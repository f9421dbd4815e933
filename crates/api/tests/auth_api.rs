//! HTTP-level integration tests for the `/auth` endpoints and role checks.
//!
//! Tests cover both logins, token checks, missing configuration, role
//! enforcement on editor and admin routes, and password changes.

mod common;

use axum::http::StatusCode;
use common::{
    admin_token, body_json, editor_token, get, get_auth, post_json, post_json_forwarded,
    post_json_from, put_json_auth, seed_passwords, ADMIN_PASSWORD, PUBLIC_PASSWORD,
};
use sqlx::PgPool;

// ---------------------------------------------------------------------------
// Login
// ---------------------------------------------------------------------------

#[sqlx::test(migrations = "../../db/migrations")]
async fn test_public_login_grants_editor(pool: PgPool) {
    seed_passwords(&pool).await;
    let app = common::build_test_app(pool);

    let response = post_json(
        app,
        "/api/v1/auth/login",
        serde_json::json!({ "password": PUBLIC_PASSWORD }),
    )
    .await;
    assert_eq!(response.status(), StatusCode::OK);

    let json = body_json(response).await;
    assert!(json["data"]["access_token"].is_string());
    assert_eq!(json["data"]["token_type"], "bearer");
    assert_eq!(json["data"]["role"], "editor");
}

#[sqlx::test(migrations = "../../db/migrations")]
async fn test_admin_login_grants_admin(pool: PgPool) {
    seed_passwords(&pool).await;
    let app = common::build_test_app(pool);

    let token = admin_token(app.clone()).await;
    let response = get_auth(app, "/api/v1/auth/check", &token).await;
    assert_eq!(response.status(), StatusCode::OK);

    let json = body_json(response).await;
    assert_eq!(json["data"]["authenticated"], true);
    assert_eq!(json["data"]["role"], "admin");
}

#[sqlx::test(migrations = "../../db/migrations")]
async fn test_passwords_are_not_interchangeable(pool: PgPool) {
    seed_passwords(&pool).await;
    let app = common::build_test_app(pool);

    let response = post_json(
        app.clone(),
        "/api/v1/auth/login",
        serde_json::json!({ "password": ADMIN_PASSWORD }),
    )
    .await;
    assert_eq!(response.status(), StatusCode::UNAUTHORIZED);
    let json = body_json(response).await;
    assert_eq!(json["code"], "UNAUTHORIZED");
    assert_eq!(json["error"], "Invalid password");

    let response = post_json(
        app,
        "/api/v1/auth/admin/login",
        serde_json::json!({ "password": PUBLIC_PASSWORD }),
    )
    .await;
    assert_eq!(response.status(), StatusCode::UNAUTHORIZED);
}

#[sqlx::test(migrations = "../../db/migrations")]
async fn test_login_without_configured_password_is_500(pool: PgPool) {
    let app = common::build_test_app(pool);

    let response = post_json(
        app,
        "/api/v1/auth/login",
        serde_json::json!({ "password": "anything" }),
    )
    .await;
    assert_eq!(response.status(), StatusCode::INTERNAL_SERVER_ERROR);
    let json = body_json(response).await;
    assert_eq!(json["code"], "INTERNAL_ERROR");
}

#[sqlx::test(migrations = "../../db/migrations")]
async fn test_login_body_missing_password_is_400(pool: PgPool) {
    seed_passwords(&pool).await;
    let app = common::build_test_app(pool);

    let response = post_json(app, "/api/v1/auth/login", serde_json::json!({})).await;
    assert_eq!(response.status(), StatusCode::BAD_REQUEST);
    let json = body_json(response).await;
    assert_eq!(json["code"], "VALIDATION_ERROR");
}

// ---------------------------------------------------------------------------
// Token checks and role enforcement
// ---------------------------------------------------------------------------

#[sqlx::test(migrations = "../../db/migrations")]
async fn test_check_requires_valid_token(pool: PgPool) {
    let app = common::build_test_app(pool);

    let response = get(app.clone(), "/api/v1/auth/check").await;
    assert_eq!(response.status(), StatusCode::UNAUTHORIZED);

    let response = get_auth(app, "/api/v1/auth/check", "not-a-jwt").await;
    assert_eq!(response.status(), StatusCode::UNAUTHORIZED);
    let json = body_json(response).await;
    assert_eq!(json["error"], "Invalid or expired token");
}

#[sqlx::test(migrations = "../../db/migrations")]
async fn test_editor_cannot_use_admin_routes(pool: PgPool) {
    seed_passwords(&pool).await;
    let app = common::build_test_app(pool);
    let token = editor_token(app.clone()).await;

    let response = get_auth(app, "/api/v1/admin/events", &token).await;
    assert_eq!(response.status(), StatusCode::FORBIDDEN);
    let json = body_json(response).await;
    assert_eq!(json["code"], "FORBIDDEN");
}

// ---------------------------------------------------------------------------
// Password changes
// ---------------------------------------------------------------------------

#[sqlx::test(migrations = "../../db/migrations")]
async fn test_change_public_password(pool: PgPool) {
    seed_passwords(&pool).await;
    let app = common::build_test_app(pool);
    let token = admin_token(app.clone()).await;

    let response = put_json_auth(
        app.clone(),
        "/api/v1/admin/settings/password",
        serde_json::json!({ "old_password": "wrong", "new_password": "new-public" }),
        &token,
    )
    .await;
    assert_eq!(response.status(), StatusCode::BAD_REQUEST);
    let json = body_json(response).await;
    assert_eq!(json["error"], "Current password is incorrect");

    let response = put_json_auth(
        app.clone(),
        "/api/v1/admin/settings/password",
        serde_json::json!({ "old_password": PUBLIC_PASSWORD, "new_password": "abc" }),
        &token,
    )
    .await;
    assert_eq!(response.status(), StatusCode::BAD_REQUEST);
    let json = body_json(response).await;
    assert_eq!(json["code"], "VALIDATION_ERROR");

    let response = put_json_auth(
        app.clone(),
        "/api/v1/admin/settings/password",
        serde_json::json!({ "old_password": PUBLIC_PASSWORD, "new_password": "new-public" }),
        &token,
    )
    .await;
    assert_eq!(response.status(), StatusCode::OK);
    let json = body_json(response).await;
    assert_eq!(json["data"]["message"], "Public password updated successfully");

    let old = post_json(
        app.clone(),
        "/api/v1/auth/login",
        serde_json::json!({ "password": PUBLIC_PASSWORD }),
    )
    .await;
    assert_eq!(old.status(), StatusCode::UNAUTHORIZED);

    let new = post_json(
        app,
        "/api/v1/auth/login",
        serde_json::json!({ "password": "new-public" }),
    )
    .await;
    assert_eq!(new.status(), StatusCode::OK);
}

#[sqlx::test(migrations = "../../db/migrations")]
async fn test_change_admin_password(pool: PgPool) {
    seed_passwords(&pool).await;
    let app = common::build_test_app(pool);
    let token = admin_token(app.clone()).await;

    let response = put_json_auth(
        app.clone(),
        "/api/v1/admin/settings/admin-password",
        serde_json::json!({ "old_password": ADMIN_PASSWORD, "new_password": "new-admin" }),
        &token,
    )
    .await;
    assert_eq!(response.status(), StatusCode::OK);

    // Tokens issued before the change stay valid until they expire.
    let response = get_auth(app.clone(), "/api/v1/auth/check", &token).await;
    assert_eq!(response.status(), StatusCode::OK);

    let response = post_json(
        app,
        "/api/v1/auth/admin/login",
        serde_json::json!({ "password": "new-admin" }),
    )
    .await;
    assert_eq!(response.status(), StatusCode::OK);
}

// ---------------------------------------------------------------------------
// Health
// ---------------------------------------------------------------------------

#[sqlx::test(migrations = "../../db/migrations")]
async fn test_health_reports_database_and_storage(pool: PgPool) {
    let app = common::build_test_app(pool);

    let response = get(app, "/health").await;
    assert_eq!(response.status(), StatusCode::OK);
    let json = body_json(response).await;
    assert_eq!(json["status"], "ok");
    assert_eq!(json["db_healthy"], true);
    assert_eq!(json["storage_healthy"], true);
}

#[sqlx::test(migrations = "../../db/migrations")]
async fn test_health_degraded_without_upload_root(pool: PgPool) {
    let dir = tempfile::tempdir().unwrap();
    let missing = dir.path().join("not-created");
    let app = common::build_test_app_with_uploads(pool, &missing);

    let json = body_json(get(app, "/health").await).await;
    assert_eq!(json["status"], "degraded");
    assert_eq!(json["storage_healthy"], false);
}

// ---------------------------------------------------------------------------
// Login throttling
// ---------------------------------------------------------------------------

#[sqlx::test(migrations = "../../db/migrations")]
async fn test_login_attempts_are_limited_per_client(pool: PgPool) {
    seed_passwords(&pool).await;
    let dir = tempfile::tempdir().unwrap();
    let mut config = common::test_config(dir.path());
    config.login_attempts_per_minute = 2;
    let app = common::build_test_app_with_config(pool, config);

    let wrong = serde_json::json!({ "password": "guess" });
    for _ in 0..2 {
        let response = post_json_from(
            app.clone(),
            "/api/v1/auth/login",
            wrong.clone(),
            "203.0.113.7",
        )
        .await;
        assert_eq!(response.status(), StatusCode::UNAUTHORIZED);
    }

    // Even the right password is refused once the budget is spent, and the
    // admin endpoint shares the same budget.
    let right = serde_json::json!({ "password": PUBLIC_PASSWORD });
    let response = post_json_from(
        app.clone(),
        "/api/v1/auth/login",
        right.clone(),
        "203.0.113.7",
    )
    .await;
    assert_eq!(response.status(), StatusCode::TOO_MANY_REQUESTS);
    assert!(response.headers().contains_key("retry-after"));
    let json = body_json(response).await;
    assert_eq!(json["code"], "RATE_LIMITED");

    let admin = serde_json::json!({ "password": ADMIN_PASSWORD });
    let response = post_json_from(
        app.clone(),
        "/api/v1/auth/admin/login",
        admin,
        "203.0.113.7",
    )
    .await;
    assert_eq!(response.status(), StatusCode::TOO_MANY_REQUESTS);

    // Another client is unaffected.
    let response = post_json_from(app, "/api/v1/auth/login", right, "198.51.100.1").await;
    assert_eq!(response.status(), StatusCode::OK);
}

#[sqlx::test(migrations = "../../db/migrations")]
async fn test_rotating_forwarded_header_does_not_reset_budget(pool: PgPool) {
    seed_passwords(&pool).await;
    let dir = tempfile::tempdir().unwrap();
    let mut config = common::test_config(dir.path());
    config.login_attempts_per_minute = 2;
    let app = common::build_test_app_with_config(pool, config);

    let wrong = serde_json::json!({ "password": "guess" });
    let mut statuses = Vec::new();
    for i in 0..5 {
        let forwarded = format!("198.51.100.{i}");
        let response = post_json_forwarded(
            app.clone(),
            "/api/v1/auth/login",
            wrong.clone(),
            "203.0.113.7",
            Some(&forwarded),
        )
        .await;
        statuses.push(response.status());
    }

    assert_eq!(
        statuses,
        [
            StatusCode::UNAUTHORIZED,
            StatusCode::UNAUTHORIZED,
            StatusCode::TOO_MANY_REQUESTS,
            StatusCode::TOO_MANY_REQUESTS,
            StatusCode::TOO_MANY_REQUESTS,
        ]
    );
}

#[sqlx::test(migrations = "../../db/migrations")]
async fn test_trusted_proxy_header_separates_clients(pool: PgPool) {
    seed_passwords(&pool).await;
    let dir = tempfile::tempdir().unwrap();
    let mut config = common::test_config(dir.path());
    config.login_attempts_per_minute = 1;
    config.trust_proxy_headers = true;
    let app = common::build_test_app_with_config(pool, config);

    let wrong = serde_json::json!({ "password": "guess" });
    let proxy = "10.0.0.1";

    let response = post_json_forwarded(
        app.clone(),
        "/api/v1/auth/login",
        wrong.clone(),
        proxy,
        Some("203.0.113.7"),
    )
    .await;
    assert_eq!(response.status(), StatusCode::UNAUTHORIZED);

    let response = post_json_forwarded(
        app.clone(),
        "/api/v1/auth/login",
        wrong.clone(),
        proxy,
        Some("203.0.113.7"),
    )
    .await;
    assert_eq!(response.status(), StatusCode::TOO_MANY_REQUESTS);

    // Same proxy, different client behind it.
    let response = post_json_forwarded(
        app,
        "/api/v1/auth/login",
        wrong,
        proxy,
        Some("198.51.100.1"),
    )
    .await;
    assert_eq!(response.status(), StatusCode::UNAUTHORIZED);
}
───
▸ WHAT YOU HAVE TO DO
In the material above, please find every line that includes the word "true" and copy it.

▸ OUTPUT FOR THIS TASK
    assert_eq!(json["data"]["authenticated"], true);
    assert_eq!(json["db_healthy"], true);
    assert_eq!(json["storage_healthy"], true);
    config.trust_proxy_headers = true;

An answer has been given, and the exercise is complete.